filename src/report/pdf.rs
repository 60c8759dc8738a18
use crate::core::error::{ReportError, Result};
use pdf_writer::{Content, Finish, Name, Pdf, Rect, Ref};
use std::collections::HashMap;
use std::fs;
use std::path::{Path, PathBuf};
use svg2pdf::ConversionOptions;
use svg2pdf::usvg;
use tracing::debug;

const PAGE_XOBJECT: Name<'static> = Name(b"P1");

/// Converts the pages and writes them next to `path` first, renaming into
/// place only once the whole document is on disk.
pub fn write(path: &Path, pages: &[String], assets_dir: &Path) -> Result<()> {
    let pdf = pages_to_pdf(pages, assets_dir)?;
    let tmp_path = tmp_path(path);
    let written = fs::write(&tmp_path, &pdf).and_then(|_| fs::rename(&tmp_path, path));
    match written {
        Ok(()) => {
            debug!(
                path = %path.display(),
                pages = pages.len(),
                bytes = pdf.len(),
                "pdf written"
            );
            Ok(())
        }
        Err(e) => {
            let _ = fs::remove_file(&tmp_path);
            Err(ReportError::Render(format!(
                "failed to write {}: {e}",
                path.display()
            )))
        }
    }
}

/// Each SVG becomes a form XObject drawn full-size on its own page.
pub fn pages_to_pdf(pages: &[String], assets_dir: &Path) -> Result<Vec<u8>> {
    let mut opt = usvg::Options {
        resources_dir: Some(assets_dir.to_path_buf()),
        ..usvg::Options::default()
    };
    opt.fontdb_mut().load_system_fonts();

    let mut alloc = Ref::new(1);
    let catalog_id = alloc.bump();
    let page_tree_id = alloc.bump();
    let mut pdf = Pdf::new();
    let mut kids = Vec::with_capacity(pages.len());

    for (n, svg) in pages.iter().enumerate() {
        let tree = usvg::Tree::from_str(svg, &opt)
            .map_err(|e| ReportError::Render(format!("usvg parse failed on page {}: {e}", n + 1)))?;
        let (chunk, svg_id) = svg2pdf::to_chunk(&tree, ConversionOptions::default()).map_err(|e| {
            ReportError::Render(format!("svg2pdf conversion failed on page {}: {e}", n + 1))
        })?;

        let mut map = HashMap::new();
        let chunk = chunk.renumber(|old| *map.entry(old).or_insert_with(|| alloc.bump()));
        let svg_id = map.get(&svg_id).copied().ok_or_else(|| {
            ReportError::Render(format!("page {} lost its graphic on renumbering", n + 1))
        })?;

        let page_id = alloc.bump();
        let content_id = alloc.bump();
        let (w, h) = (tree.size().width(), tree.size().height());

        let mut page = pdf.page(page_id);
        page.media_box(Rect::new(0.0, 0.0, w, h));
        page.parent(page_tree_id);
        page.contents(content_id);
        page.resources().x_objects().pair(PAGE_XOBJECT, svg_id);
        page.finish();

        // The XObject is one point square; scale it up to the page.
        let mut content = Content::new();
        content
            .save_state()
            .transform([w, 0.0, 0.0, h, 0.0, 0.0])
            .x_object(PAGE_XOBJECT)
            .restore_state();
        pdf.stream(content_id, &content.finish());
        pdf.extend(&chunk);
        kids.push(page_id);
    }

    pdf.catalog(catalog_id).pages(page_tree_id);
    pdf.pages(page_tree_id)
        .kids(kids.iter().copied())
        .count(kids.len() as i32);
    Ok(pdf.finish())
}

fn tmp_path(path: &Path) -> PathBuf {
    let mut name = path.file_name().map(|n| n.to_os_string()).unwrap_or_default();
    name.push(".tmp");
    path.with_file_name(name)
}

#[cfg(test)]
mod tests {
    use super::*;

    const SVG: &str = "<svg xmlns=\"http://www.w3.org/2000/svg\" width=\"100\" height=\"50\" \
                       viewBox=\"0 0 100 50\"><rect x=\"10\" y=\"10\" width=\"20\" height=\"20\" \
                       fill=\"#652c91\"/></svg>";

    fn page_count(pdf: &[u8]) -> usize {
        let text = String::from_utf8_lossy(pdf);
        text.matches("/Type /Page").count() - text.matches("/Type /Pages").count()
    }

    #[test]
    fn writes_pdf_and_leaves_no_temp_file() {
        let dir = tempfile::tempdir().unwrap();
        let out = dir.path().join("RawReadTable.pdf");
        write(&out, &[SVG.to_string()], dir.path()).unwrap();
        let bytes = fs::read(&out).unwrap();
        assert!(bytes.starts_with(b"%PDF"));
        assert_eq!(page_count(&bytes), 1);
        assert!(!dir.path().join("RawReadTable.pdf.tmp").exists());
    }

    #[test]
    fn every_svg_becomes_a_page() {
        let pages = vec![SVG.to_string(); 3];
        let bytes = pages_to_pdf(&pages, Path::new(".")).unwrap();
        assert_eq!(page_count(&bytes), 3);
        assert!(String::from_utf8_lossy(&bytes).contains("/Count 3"));
    }

    #[test]
    fn bad_svg_is_a_render_error_and_writes_nothing() {
        let dir = tempfile::tempdir().unwrap();
        let out = dir.path().join("RawReadTable.pdf");
        let pages = [SVG.to_string(), "<not-svg".to_string()];
        let err = write(&out, &pages, dir.path()).unwrap_err();
        assert!(matches!(err, ReportError::Render(_)));
        assert!(!out.exists());
    }

    #[test]
    fn unwritable_destination_is_a_render_error() {
        let dir = tempfile::tempdir().unwrap();
        let out = dir.path().join("missing").join("RawReadTable.pdf");
        assert!(matches!(
            write(&out, &[SVG.to_string()], dir.path()).unwrap_err(),
            ReportError::Render(_)
        ));
    }
}
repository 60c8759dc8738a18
use crate::core::error::Result;
use crate::core::io;
use crate::core::model::{Layout, Report};
use crate::core::normalize::{self, IdSplitter};
use std::path::PathBuf;
use std::time::{Duration, Instant};
use tracing::{debug, info};

pub struct RunConfig {
    pub input: PathBuf,
    pub layout: Layout,
    pub id_separator: char,
}

/// Loads, validates, normalizes and shapes the input. Nothing is written here,
/// so any error leaves the output untouched.
pub fn run(cfg: &RunConfig) -> Result<Report> {
    let t = Instant::now();
    let table = io::load_table(&cfg.input)?;
    log_stage("engine.load", t);
    debug!(
        columns = table.headers.len(),
        rows = table.rows.len(),
        "loaded {}",
        cfg.input.display()
    );

    let t = Instant::now();
    let cols = normalize::resolve_columns(&table)?;
    let splitter = IdSplitter::new(cfg.id_separator)?;
    let records = normalize::normalize(&table, &cols, &splitter)?;
    log_stage("engine.normalize", t);

    let t = Instant::now();
    let report = cfg.layout.transform(&records)?;
    log_stage("engine.shape", t);

    if report.rows.is_empty() {
        info!(layout = cfg.layout.as_str(), "report has no rows");
    }
    Ok(report)
}

pub fn log_stage(name: &str, t: Instant) {
    debug!(stage = name, time = %fmt_dur(t.elapsed()), "stage done");
}

pub fn fmt_dur(d: Duration) -> String {
    if d.as_secs_f64() < 1.0 {
        format!("{}ms", d.as_millis())
    } else {
        format!("{:.3}s", d.as_secs_f64())
    }
}

#[cfg(test)]
mod tests {
    use super::*;
    use crate::core::error::ReportError;
    use crate::core::model::Sides;

    const HEADER: &str = "Sample Id,#Reads,Read Mean Length,#Q20 Bases,#Q30 Bases,%GC\n";

    fn config(dir: &tempfile::TempDir, body: &str, layout: Layout) -> RunConfig {
        let input = dir.path().join("stats.csv");
        std::fs::write(&input, body).unwrap();
        RunConfig {
            input,
            layout,
            id_separator: '_',
        }
    }

    #[test]
    fn paired_rows_join_into_one_sample() {
        let dir = tempfile::tempdir().unwrap();
        let body = format!(
            "{HEADER}SampleA_R1_001,100,150,\"90 (95.00%)\",\"85 (90.00%)\",45.0\n\
             SampleA_R2_001,110,150,\"95 (96.00%)\",\"88 (91.00%)\",46.0\n"
        );
        let report = run(&config(&dir, &body, Layout::OuterJoin)).unwrap();
        assert_eq!(report.rows.len(), 1);
        assert_eq!(report.rows[0].sample_id, "SampleA");
        match &report.rows[0].sides {
            Sides::Paired {
                r1: Some(r1),
                r2: Some(r2),
            } => {
                assert_eq!(r1.reads, 100);
                assert_eq!(r2.reads, 110);
                assert_eq!(r1.q20_pct, 95.0);
                assert_eq!(r2.q20_pct, 96.0);
            }
            other => panic!("unexpected sides: {other:?}"),
        }
    }

    #[test]
    fn missing_gc_column_is_a_validation_error() {
        let dir = tempfile::tempdir().unwrap();
        let body = "Sample Id,#Reads,Read Mean Length,#Q20 Bases,#Q30 Bases\n\
                    SampleA_R1_001,100,150,\"90 (95.00%)\",\"85 (90.00%)\"\n";
        let err = run(&config(&dir, body, Layout::Flat)).unwrap_err();
        assert!(err.is_validation());
    }

    #[test]
    fn percent_without_parentheses_is_a_format_error() {
        let dir = tempfile::tempdir().unwrap();
        let body = format!("{HEADER}SampleA_R1_001,100,150,95.00%,\"85 (90.00%)\",45.0\n");
        let err = run(&config(&dir, &body, Layout::Flat)).unwrap_err();
        assert!(matches!(err, ReportError::Format { .. }));
    }

    #[test]
    fn missing_input_is_file_not_found() {
        let cfg = RunConfig {
            input: PathBuf::from("/nonexistent/epigeneres.csv"),
            layout: Layout::Flat,
            id_separator: '_',
        };
        assert!(matches!(
            run(&cfg).unwrap_err(),
            ReportError::FileNotFound { .. }
        ));
    }

    #[test]
    fn fmt_dur_switches_units() {
        assert_eq!(fmt_dur(Duration::from_millis(12)), "12ms");
        assert_eq!(fmt_dur(Duration::from_millis(1500)), "1.500s");
    }
}
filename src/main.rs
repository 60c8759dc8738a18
mod cli;
mod core;
mod report;

fn main() -> anyhow::Result<()> {
    cli::run::entry()
}
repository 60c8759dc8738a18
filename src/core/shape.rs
use crate::core::error::{ReportError, Result};
use crate::core::model::{Direction, Layout, Metrics, Report, ReportRow, SampleRecord, Sides};
use std::collections::{BTreeMap, BTreeSet};
use tracing::{debug, warn};

impl Layout {
    pub fn transform(self, records: &[SampleRecord]) -> Result<Report> {
        let mut rows = match self {
            Layout::Flat => flat(records),
            Layout::Pivot => pivot(&keyed(records))?,
            Layout::OuterJoin => outer_join(&keyed(records)),
        };
        // Stable: equal ids keep input order.
        rows.sort_by(|a, b| a.sample_id.cmp(&b.sample_id));
        debug!(
            layout = self.as_str(),
            records = records.len(),
            rows = rows.len(),
            "shaped report"
        );
        Ok(Report { layout: self, rows })
    }
}

/// A record that carries a base id and a direction.
struct Keyed<'a> {
    base: &'a str,
    direction: Direction,
    metrics: Metrics,
}

fn keyed(records: &[SampleRecord]) -> Vec<Keyed<'_>> {
    let mut out = Vec::with_capacity(records.len());
    for r in records {
        match (&r.base_id, r.direction) {
            (Some(base), Some(direction)) => out.push(Keyed {
                base,
                direction,
                metrics: r.metrics,
            }),
            _ => warn!(
                sample_id = %r.sample_id,
                "no R1/R2 marker in sample id; row left out of paired report"
            ),
        }
    }
    out
}

fn flat(records: &[SampleRecord]) -> Vec<ReportRow> {
    records
        .iter()
        .map(|r| ReportRow {
            sample_id: r.sample_id.clone(),
            sides: Sides::Single(r.metrics),
        })
        .collect()
}

fn pivot(records: &[Keyed<'_>]) -> Result<Vec<ReportRow>> {
    let mut groups: BTreeMap<&str, [Option<Metrics>; 2]> = BTreeMap::new();
    for r in records {
        let slot = &mut groups.entry(r.base).or_default()[slot_of(r.direction)];
        if slot.is_some() {
            return Err(ReportError::Validation(format!(
                "duplicate {} entry for sample '{}'",
                r.direction.as_str(),
                r.base
            )));
        }
        *slot = Some(r.metrics);
    }
    Ok(groups
        .into_iter()
        .map(|(base, [r1, r2])| ReportRow {
            sample_id: base.to_string(),
            sides: Sides::Paired { r1, r2 },
        })
        .collect())
}

fn outer_join(records: &[Keyed<'_>]) -> Vec<ReportRow> {
    let (left, right): (Vec<&Keyed<'_>>, Vec<&Keyed<'_>>) =
        records.iter().partition(|r| r.direction == Direction::R1);

    let mut right_by_key: BTreeMap<&str, Vec<Metrics>> = BTreeMap::new();
    for r in &right {
        right_by_key.entry(r.base).or_default().push(r.metrics);
    }

    let left_keys: BTreeSet<&str> = left.iter().map(|l| l.base).collect();
    let mut rows = Vec::with_capacity(left.len().max(right.len()));
    for l in &left {
        match right_by_key.get(l.base) {
            Some(matches) => {
                for m in matches {
                    rows.push(paired(l.base, Some(l.metrics), Some(*m)));
                }
            }
            None => rows.push(paired(l.base, Some(l.metrics), None)),
        }
    }
    for r in right.iter().filter(|r| !left_keys.contains(r.base)) {
        rows.push(paired(r.base, None, Some(r.metrics)));
    }
    rows
}

fn paired(base: &str, r1: Option<Metrics>, r2: Option<Metrics>) -> ReportRow {
    ReportRow {
        sample_id: base.to_string(),
        sides: Sides::Paired { r1, r2 },
    }
}

fn slot_of(direction: Direction) -> usize {
    match direction {
        Direction::R1 => 0,
        Direction::R2 => 1,
    }
}

#[cfg(test)]
mod tests {
    use super::*;
    use crate::core::normalize::IdSplitter;

    fn metrics(reads: u64) -> Metrics {
        Metrics {
            reads,
            mean_len: 150.0,
            q20_pct: 95.0,
            q30_pct: 90.0,
            gc_pct: 45.0,
        }
    }

    fn rec(id: &str, reads: u64) -> SampleRecord {
        let splitter = IdSplitter::new('_').unwrap();
        let split = splitter.split(id);
        SampleRecord {
            sample_id: id.to_string(),
            base_id: split.map(|(b, _)| b.to_string()),
            direction: split.map(|(_, d)| d),
            metrics: metrics(reads),
        }
    }

    fn ids(report: &Report) -> Vec<&str> {
        report.rows.iter().map(|r| r.sample_id.as_str()).collect()
    }

    #[test]
    fn flat_sorts_by_full_id() {
        let recs = vec![rec("B_R1_001", 1), rec("A_R2_001", 2), rec("A_R1_001", 3)];
        let report = Layout::Flat.transform(&recs).unwrap();
        assert_eq!(ids(&report), vec!["A_R1_001", "A_R2_001", "B_R1_001"]);
        assert_eq!(report.rows[0].sides, Sides::Single(metrics(3)));
    }

    #[test]
    fn flat_keeps_rows_without_marker_and_is_stable() {
        let recs = vec![rec("S", 1), rec("A", 2), rec("S", 3)];
        let report = Layout::Flat.transform(&recs).unwrap();
        assert_eq!(ids(&report), vec!["A", "S", "S"]);
        assert_eq!(report.rows[1].sides, Sides::Single(metrics(1)));
        assert_eq!(report.rows[2].sides, Sides::Single(metrics(3)));
    }

    #[test]
    fn outer_join_pairs_r1_and_r2() {
        let recs = vec![rec("SampleA_R1_001", 100), rec("SampleA_R2_001", 110)];
        let report = Layout::OuterJoin.transform(&recs).unwrap();
        assert_eq!(report.rows.len(), 1);
        assert_eq!(report.rows[0].sample_id, "SampleA");
        assert_eq!(
            report.rows[0].sides,
            Sides::Paired {
                r1: Some(metrics(100)),
                r2: Some(metrics(110))
            }
        );
    }

    #[test]
    fn outer_join_keeps_one_sided_samples() {
        let recs = vec![
            rec("C_R2_001", 1),
            rec("A_R1_001", 2),
            rec("B_R1_001", 3),
            rec("B_R2_001", 4),
        ];
        let report = Layout::OuterJoin.transform(&recs).unwrap();
        assert_eq!(ids(&report), vec!["A", "B", "C"]);
        assert_eq!(
            report.rows[0].sides,
            Sides::Paired {
                r1: Some(metrics(2)),
                r2: None
            }
        );
        assert_eq!(
            report.rows[2].sides,
            Sides::Paired {
                r1: None,
                r2: Some(metrics(1))
            }
        );
        let r1 = recs.iter().filter(|r| r.direction == Some(Direction::R1)).count();
        let r2 = recs.len() - r1;
        assert!(report.rows.len() >= r1.max(r2));
    }

    #[test]
    fn outer_join_duplicates_join_many_to_many_in_input_order() {
        let recs = vec![rec("A_R1_001", 1), rec("A_R1_002", 2), rec("A_R2_001", 3)];
        let report = Layout::OuterJoin.transform(&recs).unwrap();
        assert_eq!(ids(&report), vec!["A", "A"]);
        assert_eq!(
            report.rows[0].sides,
            Sides::Paired {
                r1: Some(metrics(1)),
                r2: Some(metrics(3))
            }
        );
        assert_eq!(
            report.rows[1].sides,
            Sides::Paired {
                r1: Some(metrics(2)),
                r2: Some(metrics(3))
            }
        );
    }

    #[test]
    fn paired_layouts_drop_rows_without_marker() {
        let recs = vec![rec("Undetermined", 1), rec("A_R1_001", 2)];
        for layout in [Layout::Pivot, Layout::OuterJoin] {
            let report = layout.transform(&recs).unwrap();
            assert_eq!(ids(&report), vec!["A"]);
        }
    }

    #[test]
    fn pivot_groups_by_base_id() {
        let recs = vec![rec("B_R2_001", 1), rec("A_R1_001", 2), rec("B_R1_001", 3)];
        let report = Layout::Pivot.transform(&recs).unwrap();
        assert_eq!(ids(&report), vec!["A", "B"]);
        assert_eq!(
            report.rows[1].sides,
            Sides::Paired {
                r1: Some(metrics(3)),
                r2: Some(metrics(1))
            }
        );
    }

    #[test]
    fn pivot_rejects_duplicate_direction() {
        let recs = vec![rec("A_R1_001", 1), rec("A_R1_002", 2)];
        let err = Layout::Pivot.transform(&recs).unwrap_err();
        assert!(err.is_validation());
    }

    #[test]
    fn transforms_are_repeatable() {
        let recs = vec![
            rec("C_R2_001", 1),
            rec("A_R1_001", 2),
            rec("B_R1_001", 3),
            rec("A_R2_001", 4),
        ];
        for layout in [Layout::Flat, Layout::Pivot, Layout::OuterJoin] {
            let first = layout.transform(&recs).unwrap();
            let second = layout.transform(&recs).unwrap();
            assert_eq!(first, second);
        }
    }
}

◆ ◆ ◆

Problem requirements
Starting at the first line of the data above, retype each line exactly until you reach the line containing "use svg2pdf::ConversionOptions;", and include that line too.

Response below
filename src/report/pdf.rs
repository 60c8759dc8738a18
use crate::core::error::{ReportError, Result};
use pdf_writer::{Content, Finish, Name, Pdf, Rect, Ref};
use std::collections::HashMap;
use std::fs;
use std::path::{Path, PathBuf};
use svg2pdf::ConversionOptions;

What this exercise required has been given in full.